Test Bench: Philips 42PFL7432D 42-inch LCD HDTV
Color temperature (Movie Mode/Warm Color Temperature before/after calibration): 20 IRE: 7,482 / 6,703 K 30 IRE: 7,118 / 6,473 K 40 IRE: 7,138 / 6,554 K 50 IRE: 7,236 / 6,718 K 60 IRE: 7,068 / 6,591 K 70 IRE: 6,995 / 6,462 K 80 IRE: 7,081 / 6,562 K 90 IRE: 7,084 / 6,546 K 100 IRE: 6,741 / 6,391 K Brightness (100-IRE window): 61.7 / 43.0 ftL
Primary Color Accuracy
|Color||Target X||Measured X||Target Y||Measured Y|
In its Movie preset with Warm color temperature selected, the Philips grayscale showed a blue bias that tracked fairly consistently around 7000 degrees kelvin and was as much as +736 K off the 6500 K standard (at 50 IRE). The Custom color temperature menu adjustments in the set's user menu enabled me to fine-tune this to where the 50-IRE window was off by a modest +218 K, and the rest of the grayscale from 30 to 100 IRE was ±109 K off the standard - very good for an LCD, or for any display. It's worth noting that despite the TV's slightly blue lean on the out-of-box Movie/Warm preset, a consistently-tracked 7000 K isn't a terribly offensive result, and I think many movie watchers could live happily with this grayscale without feeling the need to pay for an expensive calibration.
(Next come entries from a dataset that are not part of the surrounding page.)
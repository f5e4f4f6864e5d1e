//! # Descriptor Compiler
//!
//! Turns a descriptor address into generated `.proto` sources plus a model of what those
//! sources declare.
//!
//! The work is split in two steps so callers can tell them apart:
//!
//! 1. **Retrieval**: the document is fetched (`http(s)://`) or read (`file://`, plain paths)
//!    and stored in the workspace. Failing here means the descriptor is *unreachable*.
//! 2. **Generation**: an external [`Generator`] reads the stored document, writes sources into
//!    the workspace source directory and reports the declared interfaces and services.
//!    Failing here means the descriptor is *malformed*.
//!
//! The names reported by the generator become the keys of the type registry. Running several
//! generators against the same workspace is not supported: the last write wins.
use crate::{BoxError, workspace::Workspace};
use serde::{Deserialize, Serialize};
use std::fs;
use std::io;
use std::path::{Path, PathBuf};
use std::process::Command;

/// File name of the retrieved descriptor inside the workspace root.
pub const DESCRIPTOR_FILE: &str = "descriptor.wsdl";

#[derive(Debug, thiserror::Error)]
pub enum DescriptorError {
    #[error("Descriptor '{address}' is unreachable: '{source}'")]
    Unreachable {
        address: String,
        #[source]
        source: BoxError,
    },
    #[error("Descriptor '{address}' was rejected by the generator: '{source}'")]
    Malformed {
        address: String,
        #[source]
        source: GenerateError,
    },
    #[error("Generator failed on descriptor '{address}': '{source}'")]
    Generator {
        address: String,
        #[source]
        source: GenerateError,
    },
    #[error("Failed to store descriptor '{address}' in the workspace: '{source}'")]
    Store {
        address: String,
        #[source]
        source: io::Error,
    },
}

impl DescriptorError {
    /// `true` when the document could not be retrieved at all, as opposed to retrieved and
    /// then rejected.
    pub fn is_unreachable(&self) -> bool {
        matches!(self, DescriptorError::Unreachable { .. })
    }
}

/// Errors reported by a [`Generator`].
#[derive(Debug, thiserror::Error)]
pub enum GenerateError {
    #[error("Failed to launch generator '{program}': '{source}'")]
    Launch {
        program: String,
        #[source]
        source: io::Error,
    },
    #[error("Generator exited with {status}: {stderr}")]
    Rejected { status: String, stderr: String },
    #[error("Generator reported an unreadable model: '{0}'")]
    InvalidModel(#[from] serde_json::Error),
    #[error(transparent)]
    Other(BoxError),
}

/// A remote interface declared by the descriptor.
#[derive(Serialize, Deserialize, Clone, Debug, PartialEq, Eq)]
pub struct DeclaredInterface {
    /// Short name used as the registry key (e.g. `WeatherPort`).
    pub name: String,
    /// Fully qualified name of the generated definition (e.g. `weather.WeatherPort`).
    pub full_name: String,
}

/// A service binding declared by the descriptor.
#[derive(Serialize, Deserialize, Clone, Debug, PartialEq, Eq)]
pub struct DeclaredService {
    pub name: String,
    pub full_name: String,
}

/// What a generator run declared, in the order the generator reported it.
#[derive(Serialize, Deserialize, Clone, Debug, Default, PartialEq, Eq)]
pub struct GeneratedModel {
    #[serde(default)]
    pub interfaces: Vec<DeclaredInterface>,
    #[serde(default)]
    pub services: Vec<DeclaredService>,
}

#[derive(Debug, Clone, Copy, PartialEq, Eq)]
pub enum GenerateMode {
    Client,
}

impl GenerateMode {
    fn as_flag(self) -> &'static str {
        match self {
            GenerateMode::Client => "-client",
        }
    }
}

/// Input of a single generator run.
#[derive(Debug, Clone, Copy)]
pub struct GenerateRequest<'a> {
    pub mode: GenerateMode,
    /// The original descriptor address, for generators resolving relative imports.
    pub address: &'a str,
    /// Local copy of the retrieved descriptor.
    pub document: &'a Path,
    /// Directory the sources must be written to.
    pub output_dir: &'a Path,
}

/// External descriptor-to-source generator.
pub trait Generator: Send + Sync {
    fn generate(&self, request: GenerateRequest<'_>) -> Result<GeneratedModel, GenerateError>;
}

/// Runs an external generator program.
///
/// The program is invoked as `{program} {args..} -client -d {output_dir} {document}` and must
/// print the [`GeneratedModel`] as JSON on stdout.
#[derive(Debug, Clone)]
pub struct CommandGenerator {
    program: PathBuf,
    args: Vec<String>,
}

impl CommandGenerator {
    pub fn new(program: impl Into<PathBuf>) -> Self {
        Self {
            program: program.into(),
            args: Vec::new(),
        }
    }

    pub fn with_args(mut self, args: impl IntoIterator<Item = impl Into<String>>) -> Self {
        self.args.extend(args.into_iter().map(Into::into));
        self
    }
}

impl Generator for CommandGenerator {
    fn generate(&self, request: GenerateRequest<'_>) -> Result<GeneratedModel, GenerateError> {
        let mut command = Command::new(&self.program);
        command
            .args(&self.args)
            .arg(request.mode.as_flag())
            .arg("-d")
            .arg(request.output_dir)
            .arg(request.document);

        tracing::debug!(?command, "running descriptor generator");

        let output = command.output().map_err(|source| GenerateError::Launch {
            program: self.program.display().to_string(),
            source,
        })?;

        if !output.status.success() {
            return Err(GenerateError::Rejected {
                status: output.status.to_string(),
                stderr: String::from_utf8_lossy(&output.stderr).trim().to_string(),
            });
        }

        Ok(serde_json::from_slice(&output.stdout)?)
    }
}

/// Drives retrieval and generation for one endpoint.
pub struct DescriptorCompiler {
    generator: Box<dyn Generator>,
}

impl DescriptorCompiler {
    pub fn new(generator: Box<dyn Generator>) -> Self {
        Self { generator }
    }

    /// Retrieves the descriptor at `address` and runs the generator into the workspace.
    pub fn generate(
        &self,
        address: &str,
        workspace: &Workspace,
    ) -> Result<GeneratedModel, DescriptorError> {
        let document = workspace.root().join(DESCRIPTOR_FILE);
        retrieve(address, &document)?;

        tracing::debug!(
            address,
            output_dir = %workspace.source_dir().display(),
            "generating sources from descriptor"
        );

        let request = GenerateRequest {
            mode: GenerateMode::Client,
            address,
            document: &document,
            output_dir: workspace.source_dir(),
        };

        self.generator
            .generate(request)
            .map_err(|source| match source {
                GenerateError::Rejected { .. } | GenerateError::Other(_) => {
                    DescriptorError::Malformed {
                        address: address.to_string(),
                        source,
                    }
                }
                GenerateError::Launch { .. } | GenerateError::InvalidModel(_) => {
                    DescriptorError::Generator {
                        address: address.to_string(),
                        source,
                    }
                }
            })
    }
}

/// Copies the document at `address` into `destination`.
fn retrieve(address: &str, destination: &Path) -> Result<(), DescriptorError> {
    let unreachable = |source: BoxError| DescriptorError::Unreachable {
        address: address.to_string(),
        source,
    };

    tracing::debug!(address, "retrieving descriptor");

    let bytes = if address.starts_with("http://") || address.starts_with("https://") {
        reqwest::blocking::get(address)
            .and_then(|response| response.error_for_status())
            .and_then(|response| response.bytes())
            .map_err(|e| unreachable(e.into()))?
            .to_vec()
    } else {
        let path = address.strip_prefix("file://").unwrap_or(address);
        fs::read(path).map_err(|e| unreachable(e.into()))?
    };

    fs::write(destination, bytes).map_err(|source| DescriptorError::Store {
        address: address.to_string(),
        source,
    })
}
The TV's Dynamic Contrast menu option noticeably darkened the blacks and punched up the contrast. Measurements revealed that at the minimum Dynamic Contrast setting, dark scenes were pushed blue on the grayscale, with window test patterns of 50 IRE and below tracking around 8,800 K, while the accuracy of windows above 50 IRE were maintained around 6,400 K. This blue bias is more difficult to detect on dark scenes than on bright scenes, and I came to feel that the benefits of Dynamic Contrast at this minimal setting outweighed any issues of grayscale accuracy in the lower IRE windows, so I left it on for most of my viewing.
The TV's red, green, and blue color points, which define the overall color gamut the set can deliver as well as the starting points from which it derives all colors, were also very good for an LCD. Red, in particular, was spot on the HDTV specification, and the blue and green weren't far off. (See chart.) Color decoding was also atypically accurate, with test patterns revealing a -7% error on green and no error at all on red and blue.